Captain Quad
Page 9
But tonight everything was different.
The sun was a bruise in the sky, its light a ghastly purple. The air was not air at all but a steaming, pine-scented soup through which the bike moved sluggishly. And the porcupine was no porcupine; it was a. . . thing, with a humpbacked body of flesh turned inside out and the bristled limbs of an insect. It had a bat's parchment ears and a jackal's cunning glare—and when it rolled its eyes to face him, it grinned, grinned with a demon's yellow teeth, the spaces impacted with gore.
It grinned and he knew it was death.
The deep-throated bray of the air horn punched through the back of his helmet. He could feel Kelly's hands on his hips, knew she had screamed, but the sound was eaten by the air horn, that awful clarion, shrieking slaughter from the guts of a rolling chrome juggernaut. Brutal summer heat shimmered over everything, seeping inside, dulling nerves that should have been ready, slackening muscles that should have been primed.
The back wheel bucked hard—and suddenly Kelly was airborne, swimming in the lavender air. Now the world was filled with that hideous animal bray, over-spreading everything in an atmosphere of solid, bellowing noise.
And when he turned, he faced the juggernaut, chrome teeth bared and glinting sunlight, hot breath reeking of road grease. Its jaws fell open and a sticky tarmac tongue drew him in, past rolling rubber hinges into a dark and profane clockwork, where the rattle of an eight-chambered heart joined the mind-splitting howl of the clarion. Here he was fractured and chewed, and his blood was tasted.

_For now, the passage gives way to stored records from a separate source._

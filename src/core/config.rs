//! Pipeline configuration schema
//!
//! Configuration is an explicit typed schema with package-supplied defaults.
//! A caller overlay (YAML file or `--set` pairs) is deep-merged over the
//! default template value-by-value, then deserialized and validated, so a
//! malformed overlay fails at construction rather than inside a stage.

use crate::core::merge::{deep_merge, merge_layers};
use anyhow::{Context, Result};
use serde::{Deserialize, Serialize};
use serde_yaml::Value;
use std::path::{Path, PathBuf};

/// Effective pipeline configuration
#[derive(Debug, Clone, PartialEq, Serialize, Deserialize)]
#[serde(default, deny_unknown_fields)]
pub struct PipelineConfig {
    /// Pipeline name, used in logs and notifications
    pub name: String,

    /// Source glob patterns
    pub src: Vec<String>,

    /// Destination directory for compiled output
    pub dest: PathBuf,

    /// Output formatting mode
    pub output_style: OutputStyle,

    /// Embed positional debugging metadata alongside output
    pub source_maps: bool,

    /// Flatten compiled output into the destination root
    pub flatten: bool,

    /// Vendor-prefix fixups
    pub prefixer: PrefixerConfig,

    /// Duplicate-rule elision
    pub dedupe: DedupeConfig,

    /// Asset URL inlining
    pub inline: InlineConfig,

    /// Minification
    pub minify: MinifyConfig,

    /// Linting
    pub lint: LintConfig,

    /// Documentation generation
    pub docs: DocsConfig,

    /// Watch-mode options
    pub watch: WatchPaths,

    /// External compiler invocation
    pub compiler: CompilerConfig,
}

impl Default for PipelineConfig {
    fn default() -> Self {
        Self {
            name: "styles".to_string(),
            src: vec!["src/**/*.scss".to_string()],
            dest: PathBuf::from("dist/css"),
            output_style: OutputStyle::Expanded,
            source_maps: true,
            flatten: false,
            prefixer: PrefixerConfig::default(),
            dedupe: DedupeConfig::default(),
            inline: InlineConfig::default(),
            minify: MinifyConfig::default(),
            lint: LintConfig::default(),
            docs: DocsConfig::default(),
            watch: WatchPaths::default(),
            compiler: CompilerConfig::default(),
        }
    }
}

/// Output formatting mode
#[derive(Debug, Clone, Copy, PartialEq, Eq, Serialize, Deserialize)]
#[serde(rename_all = "lowercase")]
pub enum OutputStyle {
    Expanded,
    Compressed,
}

impl OutputStyle {
    /// Flag value handed to the external compiler
    pub fn as_flag(&self) -> &'static str {
        match self {
            OutputStyle::Expanded => "expanded",
            OutputStyle::Compressed => "compressed",
        }
    }
}

/// Vendor-prefix stage options
#[derive(Debug, Clone, PartialEq, Serialize, Deserialize)]
#[serde(default, deny_unknown_fields)]
pub struct PrefixerConfig {
    pub enabled: bool,

    /// Browser targets deciding which prefixes to emit
    pub browsers: Vec<String>,
}

impl Default for PrefixerConfig {
    fn default() -> Self {
        Self {
            enabled: true,
            browsers: vec!["last 2 versions".to_string()],
        }
    }
}

/// Duplicate-rule elision stage options
#[derive(Debug, Clone, PartialEq, Serialize, Deserialize)]
#[serde(default, deny_unknown_fields)]
pub struct DedupeConfig {
    pub enabled: bool,
}

impl Default for DedupeConfig {
    fn default() -> Self {
        Self { enabled: true }
    }
}

/// Asset URL inlining stage options
#[derive(Debug, Clone, PartialEq, Serialize, Deserialize)]
#[serde(default, deny_unknown_fields)]
pub struct InlineConfig {
    pub enabled: bool,

    /// Only files at or below this size are inlined
    pub max_size: u64,

    /// Optional regex restricting which url() references are considered
    pub path_filter: Option<String>,
}

impl Default for InlineConfig {
    fn default() -> Self {
        Self {
            enabled: false,
            max_size: 16 * 1024,
            path_filter: None,
        }
    }
}

/// Minification stage options
#[derive(Debug, Clone, PartialEq, Serialize, Deserialize, Default)]
#[serde(default, deny_unknown_fields)]
pub struct MinifyConfig {
    /// Unset falls back to the production-build environment flag
    pub enabled: Option<bool>,
}

/// Lint stage options
#[derive(Debug, Clone, PartialEq, Serialize, Deserialize)]
#[serde(default, deny_unknown_fields)]
pub struct LintConfig {
    pub enabled: bool,

    /// Re-lint on watch-triggered runs
    pub on_watch: bool,

    /// External linter command
    pub command: String,

    pub timeout_secs: u64,
}

impl Default for LintConfig {
    fn default() -> Self {
        Self {
            enabled: false,
            on_watch: true,
            command: "stylelint".to_string(),
            timeout_secs: 60,
        }
    }
}

/// Documentation generation options
#[derive(Debug, Clone, PartialEq, Serialize, Deserialize)]
#[serde(default, deny_unknown_fields)]
pub struct DocsConfig {
    pub enabled: bool,

    /// Destination directory for generated documentation
    pub dest: PathBuf,

    /// Glob patterns excluded from documentation
    pub exclude: Vec<String>,

    /// Theme handed to the generator
    pub theme: Option<String>,

    /// Sort order handed to the generator
    pub sort: DocSort,

    /// External generator command
    pub command: String,

    pub timeout_secs: u64,
}

impl Default for DocsConfig {
    fn default() -> Self {
        Self {
            enabled: false,
            dest: PathBuf::from("docs/styles"),
            exclude: Vec::new(),
            theme: None,
            sort: DocSort::File,
            command: "sassdoc".to_string(),
            timeout_secs: 120,
        }
    }
}

/// Documentation sort order
#[derive(Debug, Clone, Copy, PartialEq, Eq, Serialize, Deserialize)]
#[serde(rename_all = "lowercase")]
pub enum DocSort {
    File,
    Name,
}

impl DocSort {
    pub fn as_flag(&self) -> &'static str {
        match self {
            DocSort::File => "file",
            DocSort::Name => "name",
        }
    }
}

/// Watch-mode options
#[derive(Debug, Clone, PartialEq, Serialize, Deserialize, Default)]
#[serde(default, deny_unknown_fields)]
pub struct WatchPaths {
    /// Caller-declared paths observed in addition to the source roots
    pub extra_paths: Vec<PathBuf>,
}

/// External compiler invocation options
#[derive(Debug, Clone, PartialEq, Serialize, Deserialize)]
#[serde(default, deny_unknown_fields)]
pub struct CompilerConfig {
    pub command: String,

    /// Import resolution paths handed to the compiler
    pub load_paths: Vec<PathBuf>,

    pub timeout_secs: u64,
}

impl Default for CompilerConfig {
    fn default() -> Self {
        Self {
            command: "sass".to_string(),
            load_paths: Vec::new(),
            timeout_secs: 60,
        }
    }
}

impl PipelineConfig {
    /// Load configuration from a YAML overlay file merged over the defaults
    pub fn from_file<P: AsRef<Path>>(path: P) -> Result<Self> {
        let content = std::fs::read_to_string(&path).with_context(|| {
            format!("failed to read configuration file {}", path.as_ref().display())
        })?;
        Self::from_yaml(&content)
    }

    /// Parse a YAML overlay and merge it over the defaults
    pub fn from_yaml(yaml: &str) -> Result<Self> {
        let overlay: Value =
            serde_yaml::from_str(yaml).context("configuration overlay is not valid YAML")?;
        Self::with_overrides(overlay)
    }

    /// Merge a caller overlay over the default template.
    ///
    /// Each call serializes a fresh default template, so no sequence of
    /// constructions can leak state between effective configurations.
    pub fn with_overrides(overlay: Value) -> Result<Self> {
        let base = serde_yaml::to_value(Self::default())
            .context("failed to serialize default configuration template")?;
        let merged = match overlay {
            Value::Null => base,
            overlay => deep_merge(base, overlay),
        };
        let config: Self =
            serde_yaml::from_value(merged).context("invalid configuration")?;
        config.validate()?;
        Ok(config)
    }

    /// Load from an optional file plus `--set key=value` pairs, flags winning
    pub fn load(path: Option<&Path>, sets: &[(String, String)]) -> Result<Self> {
        let file_overlay = match path {
            Some(path) => {
                let content = std::fs::read_to_string(path).with_context(|| {
                    format!("failed to read configuration file {}", path.display())
                })?;
                serde_yaml::from_str(&content)
                    .context("configuration overlay is not valid YAML")?
            }
            None => Value::Null,
        };
        let overlay = merge_layers(vec![file_overlay, overlay_from_pairs(sets)?]);
        Self::with_overrides(overlay)
    }

    /// Validate the effective configuration
    pub fn validate(&self) -> Result<()> {
        if self.src.is_empty() {
            anyhow::bail!("at least one source pattern is required");
        }
        for pattern in &self.src {
            glob::Pattern::new(pattern)
                .with_context(|| format!("invalid source pattern '{}'", pattern))?;
        }
        if self.dest.as_os_str().is_empty() {
            anyhow::bail!("destination directory must not be empty");
        }
        if self.compiler.command.is_empty() {
            anyhow::bail!("compiler command must not be empty");
        }
        if self.prefixer.enabled && self.prefixer.browsers.is_empty() {
            anyhow::bail!("prefixer is enabled but the browser target list is empty");
        }
        if self.inline.enabled {
            if self.inline.max_size == 0 {
                anyhow::bail!("inline is enabled but max_size is zero");
            }
            if let Some(filter) = &self.inline.path_filter {
                regex::Regex::new(filter)
                    .with_context(|| format!("invalid inline path filter '{}'", filter))?;
            }
        }
        if self.lint.enabled && self.lint.command.is_empty() {
            anyhow::bail!("lint is enabled but the linter command is empty");
        }
        if self.docs.enabled {
            if self.docs.dest.as_os_str().is_empty() {
                anyhow::bail!("docs is enabled but the destination is empty");
            }
            if self.docs.command.is_empty() {
                anyhow::bail!("docs is enabled but the generator command is empty");
            }
            for pattern in &self.docs.exclude {
                globset::Glob::new(pattern)
                    .with_context(|| format!("invalid docs exclusion pattern '{}'", pattern))?;
            }
        }
        Ok(())
    }

    /// Whether the minification stage is active: explicit flag, or the
    /// production-build environment flag when unset.
    pub fn minify_active(&self) -> bool {
        self.minify.enabled.unwrap_or_else(|| {
            std::env::var("ASSETLINE_ENV")
                .map(|v| v == "production")
                .unwrap_or(false)
        })
    }
}

/// Build a nested overlay value from dotted `--set key=value` pairs
pub fn overlay_from_pairs(pairs: &[(String, String)]) -> Result<Value> {
    let mut overlay = Value::Null;

    for (key, raw) in pairs {
        let parsed: Value = serde_yaml::from_str(raw)
            .with_context(|| format!("invalid value for '{}': {}", key, raw))?;

        let mut value = parsed;
        for segment in key.rsplit('.') {
            let mut map = serde_yaml::Mapping::new();
            map.insert(Value::String(segment.to_string()), value);
            value = Value::Mapping(map);
        }
        overlay = deep_merge(overlay, value);
    }

    Ok(overlay)
}
//! Core domain: configuration, pipeline construction, outcomes, events

pub mod asset;
pub mod config;
pub mod events;
pub mod merge;
pub mod outcome;
pub mod pipeline;

pub use asset::{Asset, SourceFile};
pub use config::{OutputStyle, PipelineConfig};
pub use events::{ChannelSink, EventSink, NullSink, PipelineEvent};
pub use outcome::{Failure, FailureKind, FailureMode, LintMode, RunOutcome};
pub use pipeline::Pipeline;
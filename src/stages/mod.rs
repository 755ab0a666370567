//! Post-processing chain
//!
//! Compiled content flows through the active post-processors in a fixed
//! order: vendor-prefix fixups, duplicate-rule elision, optional asset
//! inlining, optional minification. A disabled stage is absent from the
//! chain entirely, not present as a no-op.

pub mod dedupe;
pub mod inline;
pub mod minify;
pub mod prefixer;

use crate::core::asset::Asset;
use crate::core::config::PipelineConfig;
pub use dedupe::Dedupe;
pub use inline::Inliner;
pub use minify::Minifier;
pub use prefixer::Prefixer;
use thiserror::Error;

/// One named pass over a compiled asset
pub trait PostProcessor: Send + Sync {
    fn name(&self) -> &'static str;

    fn process(&self, asset: Asset) -> Result<Asset, StageError>;
}

/// Error raised by a post-processing stage
#[derive(Debug, Error)]
pub enum StageError {
    #[error("{stage}: {message}")]
    Failed {
        stage: &'static str,
        message: String,
    },
}

impl StageError {
    pub fn new(stage: &'static str, message: impl Into<String>) -> Self {
        StageError::Failed {
            stage,
            message: message.into(),
        }
    }
}

/// Assemble the active chain for a configuration.
///
/// Construction is pure: no file I/O happens here, only the decision of
/// which stages participate.
pub fn active_chain(config: &PipelineConfig) -> Vec<Box<dyn PostProcessor>> {
    let mut chain: Vec<Box<dyn PostProcessor>> = Vec::new();

    if config.prefixer.enabled {
        chain.push(Box::new(Prefixer::new(&config.prefixer.browsers)));
    }
    if config.dedupe.enabled {
        chain.push(Box::new(Dedupe));
    }
    if config.inline.enabled {
        chain.push(Box::new(Inliner::new(
            config.inline.max_size,
            config.inline.path_filter.as_deref(),
        )));
    }
    if config.minify_active() {
        chain.push(Box::new(Minifier));
    }

    chain
}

And when the thing shat him out, there was no pain at all.
Only nothing. . . nothing. . . nothing. . .
Peter opened his eyes, the horror of the dream exploding in the vise of suffocation. The wreath lay on his chest like a cinder block—but there was no wreath. The weight was death, that grotesque, raw-fleshed creature from the roadside. It straddled his chest, grinning as it sucked out his air.
He was dying.
In the drunkenness of asphyxia the room listed like a storm-lashed ship. His chin switch was there; he glimpsed its faint shine in the cold autumn moonlight. A touch, and help would be there. . . but he couldn't lift his head. It was an immovable weight with a hole in the middle, his futilely gasping mouth.
He couldn't breathe.
Peter's mind fell into a flat spin as panic tore through him. An invisible hand had him by the windpipe, leaving barely a pinhole through which to drag air. He tried to give voice to his plight, to scream through the sleeping corridors, but the effort only doubled the load on his chest.
The night-dark room grew darker still, death's shadow seeping in at its edges. . . and Peter thought of his mother. He wanted her here. The bitter contempt he'd nurtured for five long years lifted like a sprung blind, and now more than anything else he wanted her with him. She would save him. She had once before, when the croup got him so bad he nearly died. It had been exactly like this, except that then he'd been able to move, to stagger clasping his shut-down throat to her room to waken her. She'd scooped him up and lugged him into the bathroom, where she cranked on the hot water taps and flooded the room with steam.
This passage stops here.